On écrit parce qu'il n'y a rien à dire. Du néant, nous vient une folle envie de remplir. Une vaine démesure. Pourtant on ...

  On écrit parce qu'il n'y a rien à dire. Du néant, nous vient une folle envie de remplir. Une vaine démesure. Pourtant on raconte, c'est rassurant. Tel les prémisses du langage chez le nouveau-né, l'écrivain s'exprime. Percuté par le réel, il lance un appel. Peut-être qu'au travers du chaos quelqu'un d'autre entendra son cri. Un bien faible cri, quelques traits organisés en symbole artificiel, quelque part. Inscrit sur un support sensible, à peine tangible.
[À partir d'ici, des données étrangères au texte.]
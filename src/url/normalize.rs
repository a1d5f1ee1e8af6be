use crate::UrlError;
use url::Url;

/// Query keys that only identify a campaign or referrer, never content
const TRACKING_KEYS: &[&str] = &["fbclid", "gclid", "mc_eid", "ref", "source"];

/// Canonicalizes a URL into the key used for deduplication
///
/// Two URLs that normalize to the same string are the same crawl target.
/// The canonical form:
/// - has an http or https scheme, a lowercase host and no default port
/// - has `.`/`..` segments resolved, repeated slashes collapsed and no
///   trailing slash (the root stays `/`)
/// - has no fragment
/// - keeps only non-tracking query pairs, sorted, and drops a bare `?`
///
/// Crawlability rules (local hosts, file extensions, API paths) live in
/// [`UrlFilter`](crate::url::UrlFilter).
///
/// # Examples
///
/// ```
/// use content_crawler::url::normalize_url;
///
/// let a = normalize_url("https://X.TEST/page/").unwrap();
/// let b = normalize_url("https://x.test/page?").unwrap();
/// assert_eq!(a, b);
/// assert_eq!(a.as_str(), "https://x.test/page");
/// ```
pub fn normalize_url(raw: &str) -> Result<Url, UrlError> {
    let mut url = Url::parse(raw.trim()).map_err(|e| UrlError::Parse(e.to_string()))?;

    if !matches!(url.scheme(), "http" | "https") {
        return Err(UrlError::InvalidScheme(url.scheme().to_string()));
    }
    // Host case and default ports are already handled by the parser.
    if url.host_str().map_or(true, str::is_empty) {
        return Err(UrlError::MissingDomain);
    }

    let path = resolve_path(url.path());
    url.set_path(&path);
    url.set_fragment(None);

    match canonical_query(&url) {
        Some(pairs) => {
            url.query_pairs_mut()
                .clear()
                .extend_pairs(pairs.iter().map(|(k, v)| (k.as_str(), v.as_str())));
        }
        None => url.set_query(None),
    }

    Ok(url)
}

/// Resolves dot segments and drops empty ones
fn resolve_path(path: &str) -> String {
    let resolved = path.split('/').fold(Vec::new(), |mut stack, segment| {
        match segment {
            "" | "." => {}
            ".." => {
                stack.pop();
            }
            kept => stack.push(kept),
        }
        stack
    });

    format!("/{}", resolved.join("/"))
}

/// Sorted query pairs with tracking keys removed; `None` when nothing is left
fn canonical_query(url: &Url) -> Option<Vec<(String, String)>> {
    url.query()?;

    let mut pairs: Vec<(String, String)> = url
        .query_pairs()
        .filter(|(key, _)| !key.starts_with("utm_") && !TRACKING_KEYS.contains(&&**key))
        .map(|(k, v)| (k.into_owned(), v.into_owned()))
        .collect();

    if pairs.is_empty() {
        return None;
    }
    pairs.sort();
    Some(pairs)
}

#[cfg(test)]
mod tests {
    use super::*;

    fn canonical(raw: &str) -> String {
        normalize_url(raw).unwrap().to_string()
    }

    #[test]
    fn test_equivalent_forms_share_a_key() {
        for raw in [
            "https://x.test/page",
            "https://x.test/page/",
            "https://x.test/page?",
            "https://X.TEST/page#top",
            "https://x.test:443/page",
            "https://x.test//page//",
            "https://x.test/docs/../page",
            "https://x.test/./page",
            "https://x.test/page?utm_source=feed&fbclid=abc",
        ] {
            assert_eq!(canonical(raw), "https://x.test/page", "{}", raw);
        }
    }

    #[test]
    fn test_root_keeps_its_slash() {
        assert_eq!(canonical("https://x.test"), "https://x.test/");
        assert_eq!(canonical("https://x.test/"), "https://x.test/");
        assert_eq!(canonical("https://x.test/../"), "https://x.test/");
    }

    #[test]
    fn test_distinct_targets_stay_distinct() {
        assert_eq!(canonical("http://x.test/page"), "http://x.test/page");
        assert_eq!(canonical("https://x.test/Page"), "https://x.test/Page");
        assert_eq!(canonical("http://x.test:8080/page"), "http://x.test:8080/page");
    }

    #[test]
    fn test_query_is_filtered_and_sorted() {
        assert_eq!(
            canonical("https://x.test/list?page=2&utm_medium=email&sort=asc&ref=home"),
            "https://x.test/list?page=2&sort=asc"
        );
        assert_eq!(canonical("https://x.test/list?b=2&a=1"), "https://x.test/list?a=1&b=2");
    }

    #[test]
    fn test_rejections() {
        assert!(matches!(
            normalize_url("ftp://x.test/file"),
            Err(UrlError::InvalidScheme(_))
        ));
        assert!(matches!(
            normalize_url("mailto:someone@x.test"),
            Err(UrlError::InvalidScheme(_))
        ));
        assert!(matches!(normalize_url("not a url"), Err(UrlError::Parse(_))));
        assert!(matches!(normalize_url("/relative/path"), Err(UrlError::Parse(_))));
    }
}
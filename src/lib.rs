//! Content Crawler: a depth-bounded concurrent crawl scheduler
//!
//! This crate crawls a seed set of URLs breadth-first up to a configured depth,
//! bounding total work, rejecting loop traps, honouring per-domain courtesy
//! delays, and keeping every failure local to the URL that caused it.

pub mod config;
pub mod crawler;
pub mod input;
pub mod output;
pub mod state;
pub mod storage;
pub mod url;

use thiserror::Error;

/// Main error type for crawler operations
#[derive(Debug, Error)]
pub enum CrawlError {
    #[error("Configuration error: {0}")]
    Config(#[from] ConfigError),

    #[error("Storage error: {0}")]
    Storage(#[from] storage::StorageError),

    #[error("URL error: {0}")]
    Url(#[from] UrlError),

    #[error("HTTP client error: {0}")]
    Reqwest(#[from] reqwest::Error),

    #[error("IO error: {0}")]
    Io(#[from] std::io::Error),

    #[error("Seed input error: {0}")]
    Input(String),

    #[error("Crawl run {run_id} failed: {message}")]
    RunFailed { run_id: String, message: String },

    #[error("Background task failed: {0}")]
    Join(#[from] tokio::task::JoinError),
}

/// Configuration-specific errors
#[derive(Debug, Error)]
pub enum ConfigError {
    #[error("Failed to read config file: {0}")]
    Io(#[from] std::io::Error),

    #[error("Failed to parse TOML: {0}")]
    Parse(#[from] toml::de::Error),

    #[error("Validation error: {0}")]
    Validation(String),
}

/// Reasons a URL is not a crawl target
#[derive(Debug, Clone, PartialEq, Eq, Error)]
pub enum UrlError {
    #[error("Failed to parse URL: {0}")]
    Parse(String),

    #[error("Invalid URL scheme: {0}")]
    InvalidScheme(String),

    #[error("Missing domain in URL")]
    MissingDomain,

    #[error("Local or private address: {0}")]
    LocalAddress(String),

    #[error("Excluded file extension: {0}")]
    ExcludedExtension(String),

    #[error("Non-HTML resource pattern: {0}")]
    NonHtmlPattern(String),
}

/// Result type alias for crawler operations
pub type Result<T> = std::result::Result<T, CrawlError>;

/// Result type alias for configuration operations
pub type ConfigResult<T> = std::result::Result<T, ConfigError>;

/// Result type alias for URL operations
pub type UrlResult<T> = std::result::Result<T, UrlError>;

// Re-export commonly used types
pub use config::Config;
pub use crawler::{run_crawl, Coordinator, CrawlLimits};
pub use state::{DomainPolicy, VisitationLedger};
pub use url::{is_same_domain, normalize_url, UrlFilter};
Un cri, comme un appel à l'aide à travers l'espace et le temps. "Y'a-t-il un lecteur ?" Ou faut-il endosser les deux rôles, coincé dans un jeux de binôme au même visage. Un cri dans un champs, le même cri dans une forêt, un écho dans la vallée, un murmure dans la montagne, rien dans l'espace, rien dans l'univers. Qu'en est-il sous l'eau ? Pourtant une force fait gratter l'écrivain dans la matière. Remuer avec un outil dans la chose. Si la mémoire est une illusion percistante, alors, l'eau qui permet à l'écrivain d'agir, se souviendra de l'état qui la poussé à s'exprimer et le message devient intemporel, éternel. Gravé dans l'être comme dans la pierre. Là l'écrivain est grand, son cri, perceptible. Durant un moment, entre l'instant et l'éternité, l'écrivain est lu; Sans le savoir, comme toujours. Peu à peu ou brusquement son message autrefois pure, s'efface. En réalité il demeure mais nul ne peut le remarquer à présent. Toujours là, on ne peut le discerner, la matière se l'est appropriée le laissant incompréhensible. Dans l'infini, les choses éphémères sont éternelles. L'écrivain unique, rongé par la présence de ce symbole invisible, sentira une force étrange l'animer. Tel un pantin, il tracera ce symbole à nouveau, pour la première fois.